Pendant le peu de temps que je restai en Angleterre, je fis un profit considérable en montrant mes petits animaux à plusieurs gens de qualité, et même au peuple ; et, avant que je commençasse mon second voyage, je les vendis six cents livres sterling. Depuis mon dernier retour, j’en ai inutilement cherché la race, que je croyais considérablement augmentée, surtout les moutons ; j’espérais que cela tournerait à l’avantage de nos manufactures de laine par la finesse des toisons.

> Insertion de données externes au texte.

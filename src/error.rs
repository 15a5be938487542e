use thiserror::Error;

#[derive(Error, Debug)]
pub enum ConciergeError {
    #[error("Database error: {0}")]
    Database(#[from] rusqlite::Error),

    #[error("HTTP request error: {0}")]
    Http(#[from] reqwest::Error),

    #[error("Configuration error: {0}")]
    Config(String),

    #[error("IO error: {0}")]
    Io(#[from] std::io::Error),

    #[error("JSON parsing error: {0}")]
    Json(#[from] serde_json::Error),

    #[error("Data source unavailable: {0}")]
    DataSourceUnavailable(String),

    #[error("Invalid data: {0}")]
    InvalidData(String),

    #[error("Not found: {0}")]
    NotFound(String),
}

pub type Result<T> = std::result::Result<T, ConciergeError>;
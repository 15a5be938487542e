use crate::db::Database;
use crate::error::Result;

const MIGRATIONS: &[&str] = &[
    // Migration 1: Initial schema
    r#"
    CREATE TABLE IF NOT EXISTS wardrobe_items (
        seq INTEGER PRIMARY KEY AUTOINCREMENT,
        id TEXT NOT NULL UNIQUE,
        category_id INTEGER NOT NULL,
        name TEXT NOT NULL,
        thickness TEXT NOT NULL DEFAULT 'normal',
        weight TEXT NOT NULL DEFAULT 'normal',
        wind_resistance TEXT NOT NULL DEFAULT 'normal',
        color TEXT NOT NULL DEFAULT '#000000',
        image TEXT,
        warmth INTEGER,
        has_hood INTEGER NOT NULL DEFAULT 0,
        created_at TEXT NOT NULL DEFAULT (datetime('now'))
    );

    CREATE TABLE IF NOT EXISTS wear_logs (
        id TEXT PRIMARY KEY,
        date TEXT NOT NULL,
        item_name TEXT NOT NULL,
        item_color TEXT,
        min_temp REAL NOT NULL,
        max_temp REAL NOT NULL,
        transport TEXT,
        start_hour INTEGER,
        end_hour INTEGER,
        rating TEXT,
        created_at TEXT NOT NULL DEFAULT (datetime('now'))
    );

    CREATE TABLE IF NOT EXISTS schema_migrations (
        version INTEGER PRIMARY KEY,
        applied_at TEXT NOT NULL DEFAULT (datetime('now'))
    );
    "#,
    // Migration 2: Add indexes
    r#"
    CREATE INDEX IF NOT EXISTS idx_wear_logs_item_name
        ON wear_logs(item_name);
    CREATE INDEX IF NOT EXISTS idx_wear_logs_date
        ON wear_logs(date);
    "#,
];

pub fn run(db: &Database) -> Result<()> {
    db.with_conn_mut(|conn| {
        conn.execute_batch(
            r#"
            CREATE TABLE IF NOT EXISTS schema_migrations (
                version INTEGER PRIMARY KEY,
                applied_at TEXT NOT NULL DEFAULT (datetime('now'))
            );
            "#,
        )?;

        let current_version: i32 = conn
            .query_row(
                "SELECT COALESCE(MAX(version), 0) FROM schema_migrations",
                [],
                |row| row.get(0),
            )
            .unwrap_or(0);

        for (i, migration) in MIGRATIONS.iter().enumerate() {
            let version = (i + 1) as i32;
            if version > current_version {
                tracing::info!("Applying migration {}", version);
                let tx = conn.transaction()?;
                tx.execute_batch(migration)?;
                tx.execute(
                    "INSERT INTO schema_migrations (version) VALUES (?1)",
                    [version],
                )?;
                tx.commit()?;
            }
        }

        Ok(())
    })
}

#[cfg(test)]
mod tests {
    use super::*;

    #[test]
    fn migrations_are_idempotent() {
        let db = Database::open_in_memory().unwrap();
        run(&db).unwrap();

        let version: i32 = db
            .with_conn(|conn| {
                Ok(conn.query_row("SELECT MAX(version) FROM schema_migrations", [], |r| {
                    r.get(0)
                })?)
            })
            .unwrap();
        assert_eq!(version, MIGRATIONS.len() as i32);
    }
}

Je ne restai que deux mois avec ma femme et ma famille : la passion insatiable de voir les pays étrangers ne me permit pas d’être plus long-temps sédentaire. Je laissai quinze cents livres sterling à ma femme, et l’établis dans une bonne maison à Redriff : je portai le reste de ma fortune avec moi, partie en argent et partie en marchandises, dans la vue d’augmenter mes fonds. Mon oncle Jean m’avait laissé des terres proches d’Epping, de trente livres sterling de rente ; et j’avais un long bail des Taureaux noirs, en Fetterlane, qui me fournissait le même revenu : ainsi, je ne courais pas risque de laisser ma famille à la charité de la paroisse. Mon fils Jean, ainsi nommé du nom de son oncle, apprenait le latin, et allait au collège ; et ma fille Élisabeth, qui est à présent mariée et a des enfans, s’appliquait au travail de l’aiguille. Je dis adieu à ma femme, à mon fils et à ma fille ; et, malgré beaucoup de larmes qu’on versa de part et d’autre, je montai courageusement sur l’Aventure, vaisseau marchand de trois cents tonneaux, commandé par le capitaine Jean Nicolas, de Liverpool.